[[ Working data open ]]
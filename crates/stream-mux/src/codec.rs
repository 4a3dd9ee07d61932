use std::io;

use bytes::BytesMut;
use mux_proto::{Header, Message};
use tokio_util::codec::{Decoder, Encoder};

/// Largest DATA chunk written to a single frame. Fixed rather than negotiated: OPEN carries
/// no payload, so both ends must already agree on this value before a stream exists.
pub(crate) const MAXIMUM_PACKET_SIZE_IN_BYTES: usize = 16 * 1024;

/// Send window every newly-opened stream starts with, topped up via WINDOW frames as data
/// is consumed. Fixed for the same reason as `MAXIMUM_PACKET_SIZE_IN_BYTES`.
pub(crate) const INITIAL_WINDOW_SIZE: u32 = 64 * 1024 * 1024;

pub(crate) struct MuxCodec;

impl Decoder for MuxCodec {
    type Item = Message;

    type Error = io::Error;

    fn decode(&mut self, src: &mut BytesMut) -> Result<Option<Self::Item>, Self::Error> {
        const MAX_RESERVE_CHUNK_IN_BYTES: usize = 8 * 1024; // 8 kiB

        if src.len() < Header::SIZE {
            // Not enough data to read the header.
            return Ok(None);
        }

        // Read the payload length out of the header without consuming it yet.
        let mut length_bytes = [0u8; 4];
        length_bytes[..3].copy_from_slice(&src[5..8]);
        let payload_len = u32::from_le_bytes(length_bytes) as usize;
        let frame_len = Header::SIZE + payload_len;

        if src.len() < frame_len {
            // The full frame has not arrived yet.
            // Reserve more space in the buffer (good performance-wise).
            let additional = core::cmp::min(MAX_RESERVE_CHUNK_IN_BYTES, frame_len - src.len());
            src.reserve(additional);

            // Inform the Framed that more bytes are required to form the next frame.
            return Ok(None);
        }

        // `split_to` is modifying src such that it no longer contains this frame (`advance` could have been used as well)
        let frame_bytes = src.split_to(frame_len).freeze();

        // Parse the multiplexer frame contained in this slice
        let message = Message::decode(frame_bytes).map_err(io::Error::other)?;

        Ok(Some(message))
    }
}

impl Encoder<Message> for MuxCodec {
    type Error = io::Error;

    fn encode(&mut self, item: Message, dst: &mut BytesMut) -> Result<(), Self::Error> {
        item.encode(dst).map_err(io::Error::other)
    }
}

#[cfg(test)]
mod tests {
    #![allow(clippy::unwrap_used, reason = "test code can panic on errors")]

    use super::*;
    use bytes::Bytes;
    use futures_util::StreamExt;
    use std::pin::Pin;
    use std::task::{Context, Poll};
    use tokio::io::{AsyncRead, ReadBuf};
    use tokio_util::codec::FramedRead;

    struct MockAsyncReader {
        raw_msg: Vec<u8>,
    }

    impl AsyncRead for MockAsyncReader {
        fn poll_read(mut self: Pin<&mut Self>, _cx: &mut Context<'_>, buf: &mut ReadBuf<'_>) -> Poll<io::Result<()>> {
            if buf.remaining() > 0 {
                let amount = std::cmp::min(buf.remaining(), self.raw_msg.len());
                buf.put_slice(&self.raw_msg[0..amount]);
                self.raw_msg.drain(0..amount);
                Poll::Ready(Ok(()))
            } else {
                Poll::Pending
            }
        }
    }

    #[tokio::test]
    async fn mux_decoder() {
        let raw_msg = &[
            1, 0, 0, 0, // stream id
            1, // kind: data
            4, 0, 0, // length
            11, 12, 13, 14, // payload
        ];

        let expected_message = Message::decode(Bytes::from_static(raw_msg)).unwrap();

        let reader = MockAsyncReader {
            raw_msg: raw_msg.to_vec(),
        };
        let mut framed_reader = FramedRead::new(reader, MuxCodec);
        let frame = framed_reader.next().await.unwrap().unwrap();

        assert_eq!(expected_message, frame);
    }
}
//! Server-side polling session table.
//!
//! Accepts the same request/response protocol the client driver speaks: a POST carrying bytes
//! or empty (a poll), addressed by a session cookie issued on first contact. Each session is
//! exposed to the caller as a [`PollingServerConduit`] implementing `AsyncRead`/`AsyncWrite`, so
//! a stream multiplexer can be built directly on top without knowing HTTP is involved at all.

use std::collections::HashMap;
use std::io;
use std::pin::Pin;
use std::sync::Arc;
use std::task::{Context, Poll};
use std::time::Duration;

use axum::extract::State;
use axum::http::{HeaderMap, StatusCode};
use axum::response::{IntoResponse, Response};
use axum::routing::post;
use axum::Router;
use parking_lot::Mutex as SyncMutex;
use tokio::io::{AsyncRead, AsyncReadExt as _, AsyncWrite, ReadBuf};
use tokio::sync::{mpsc, Mutex as AsyncMutex};
use tokio::time::Instant;

use crate::queue::{byte_queue, QueueReader, QueueWriter};

const LONG_POLL_WAIT: Duration = Duration::from_secs(30);
const SESSION_IDLE_TIMEOUT: Duration = Duration::from_secs(600);
const SWEEP_INTERVAL: Duration = Duration::from_secs(30);
const COOKIE_NAME: &str = "sid";
const MAX_FRAME_READ: usize = 64 * 1024;

struct Session {
    up_writer: QueueWriter,
    down_reader: AsyncMutex<QueueReader>,
    last_activity: SyncMutex<Instant>,
}

impl Session {
    fn touch(&self) {
        *self.last_activity.lock() = Instant::now();
    }

    fn idle_for(&self) -> Duration {
        self.last_activity.lock().elapsed()
    }
}

/// A single accepted polling session, exposed as a byte-stream conduit.
pub struct PollingServerConduit {
    up_reader: QueueReader,
    down_writer: QueueWriter,
}

impl AsyncRead for PollingServerConduit {
    fn poll_read(mut self: Pin<&mut Self>, cx: &mut Context<'_>, buf: &mut ReadBuf<'_>) -> Poll<io::Result<()>> {
        Pin::new(&mut self.up_reader).poll_read(cx, buf)
    }
}

impl AsyncWrite for PollingServerConduit {
    fn poll_write(self: Pin<&mut Self>, _cx: &mut Context<'_>, buf: &[u8]) -> Poll<io::Result<usize>> {
        self.down_writer.push(buf);
        Poll::Ready(Ok(buf.len()))
    }

    fn poll_flush(self: Pin<&mut Self>, _cx: &mut Context<'_>) -> Poll<io::Result<()>> {
        Poll::Ready(Ok(()))
    }

    fn poll_shutdown(self: Pin<&mut Self>, _cx: &mut Context<'_>) -> Poll<io::Result<()>> {
        self.down_writer.close();
        Poll::Ready(Ok(()))
    }
}

/// Owns the cookie → session table and hands freshly-accepted conduits to whoever is building
/// multiplex servers on top (the relay binary).
#[derive(Clone)]
pub struct PollingServer {
    sessions: Arc<SyncMutex<HashMap<String, Arc<Session>>>>,
    accepted_tx: mpsc::Sender<PollingServerConduit>,
}

impl PollingServer {
    /// Spawns the idle-session sweeper and returns the server plus the channel onto which newly
    /// accepted conduits are pushed.
    pub fn new() -> (Self, mpsc::Receiver<PollingServerConduit>) {
        let (accepted_tx, accepted_rx) = mpsc::channel(32);
        let sessions = Arc::new(SyncMutex::new(HashMap::new()));

        let server = Self { sessions, accepted_tx };

        tokio::spawn(sweep_loop(server.sessions.clone()));

        (server, accepted_rx)
    }

    /// The `axum` router answering polling-transport POSTs at `path`.
    pub fn router(&self, path: &str) -> Router {
        Router::new().route(path, post(handle_poll)).with_state(self.clone())
    }
}

async fn sweep_loop(sessions: Arc<SyncMutex<HashMap<String, Arc<Session>>>>) {
    let mut interval = tokio::time::interval(SWEEP_INTERVAL);
    loop {
        interval.tick().await;
        let expired: Vec<String> = {
            let table = sessions.lock();
            table
                .iter()
                .filter(|(_, session)| session.idle_for() > SESSION_IDLE_TIMEOUT)
                .map(|(cookie, _)| cookie.clone())
                .collect()
        };

        if expired.is_empty() {
            continue;
        }

        let mut table = sessions.lock();
        for cookie in expired {
            if let Some(session) = table.remove(&cookie) {
                debug!(cookie, "Polling session expired from inactivity");
                session.up_writer.close();
            }
        }
    }
}

async fn handle_poll(State(server): State<PollingServer>, headers: HeaderMap, body: axum::body::Bytes) -> Response {
    let existing_cookie = headers
        .get(axum::http::header::COOKIE)
        .and_then(|value| value.to_str().ok())
        .and_then(|raw| parse_cookie(raw, COOKIE_NAME));

    let (cookie, session, is_new) = match existing_cookie.and_then(|c| {
        let session = server.sessions.lock().get(&c).cloned();
        session.map(|s| (c, s))
    }) {
        Some((cookie, session)) => (cookie, session, false),
        None => {
            if existing_cookie.is_some() {
                // Client echoed a cookie we no longer recognize: fatal per the client contract,
                // but from the server's point of view this is simply a fresh session.
                debug!("Unknown session cookie presented, starting a new session");
            }

            let cookie = uuid::Uuid::new_v4().to_string();
            let (up_writer, up_reader) = byte_queue();
            let (down_writer, down_reader) = byte_queue();

            let session = Arc::new(Session {
                up_writer,
                down_reader: AsyncMutex::new(down_reader),
                last_activity: SyncMutex::new(Instant::now()),
            });

            server.sessions.lock().insert(cookie.clone(), session.clone());

            let conduit = PollingServerConduit { up_reader, down_writer };
            if server.accepted_tx.send(conduit).await.is_err() {
                warn!("No one is accepting polling-transport conduits anymore");
            }

            (cookie, session, true)
        }
    };

    session.touch();
    session.up_writer.push(&body);

    let is_poll = body.is_empty();
    let wait = if is_poll { LONG_POLL_WAIT } else { Duration::ZERO };

    let mut down_reader = session.down_reader.lock().await;
    let mut buf = vec![0u8; MAX_FRAME_READ];
    let n = match tokio::time::timeout(wait, down_reader.read(&mut buf)).await {
        Ok(Ok(n)) => n,
        Ok(Err(error)) => {
            warn!(%error, "Error reading polling session down queue");
            0
        }
        Err(_elapsed) => 0,
    };
    buf.truncate(n);
    drop(down_reader);

    let mut response = (StatusCode::OK, buf).into_response();
    if is_new {
        let set_cookie = format!("{COOKIE_NAME}={cookie}");
        if let Ok(value) = axum::http::HeaderValue::from_str(&set_cookie) {
            response.headers_mut().insert(axum::http::header::SET_COOKIE, value);
        }
    }

    response
}

fn parse_cookie(raw: &str, name: &str) -> Option<String> {
    raw.split(';').find_map(|pair| {
        let (key, value) = pair.trim().split_once('=')?;
        (key == name).then(|| value.to_owned())
    })
}

#[cfg(test)]
mod tests {
    #![allow(clippy::unwrap_used, reason = "test code can panic on errors")]

    use super::*;
    use axum::body::Body;
    use axum::http::{self, Request, StatusCode as HttpStatusCode};
    use http_body_util::BodyExt as _;
    use tower::ServiceExt as _;

    #[test]
    fn parse_cookie_finds_named_value_among_siblings() {
        assert_eq!(parse_cookie("sid=abc", "sid"), Some("abc".to_owned()));
        assert_eq!(parse_cookie("foo=bar; sid=abc", "sid"), Some("abc".to_owned()));
        assert_eq!(parse_cookie("foo=bar", "sid"), None);
    }

    #[tokio::test]
    async fn first_poll_issues_a_session_cookie() {
        let (server, _accepted_rx) = PollingServer::new();
        let app = server.router("/poll");

        let response = app
            .oneshot(Request::builder().method(http::Method::POST).uri("/poll").body(Body::empty()).unwrap())
            .await
            .unwrap();

        assert_eq!(response.status(), HttpStatusCode::OK);
        let set_cookie = response.headers().get(axum::http::header::SET_COOKIE).unwrap();
        assert!(set_cookie.to_str().unwrap().starts_with("sid="));
    }

    #[tokio::test]
    async fn pushed_bytes_are_delivered_to_the_conduit() {
        let (server, mut accepted_rx) = PollingServer::new();
        let app = server.router("/poll");

        let response = app
            .clone()
            .oneshot(
                Request::builder()
                    .method(http::Method::POST)
                    .uri("/poll")
                    .body(Body::from("hello"))
                    .unwrap(),
            )
            .await
            .unwrap();
        assert_eq!(response.status(), HttpStatusCode::OK);

        let mut conduit = accepted_rx.recv().await.expect("conduit accepted on first contact");
        let mut buf = [0u8; 5];
        conduit.read_exact(&mut buf).await.unwrap();
        assert_eq!(&buf, b"hello");
    }
}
[[ Working data closed ]]
#### [Brief]
How many of the lines in the records include the string "MuxCodec"? Reply with the number alone.

#### [Exercise output]
4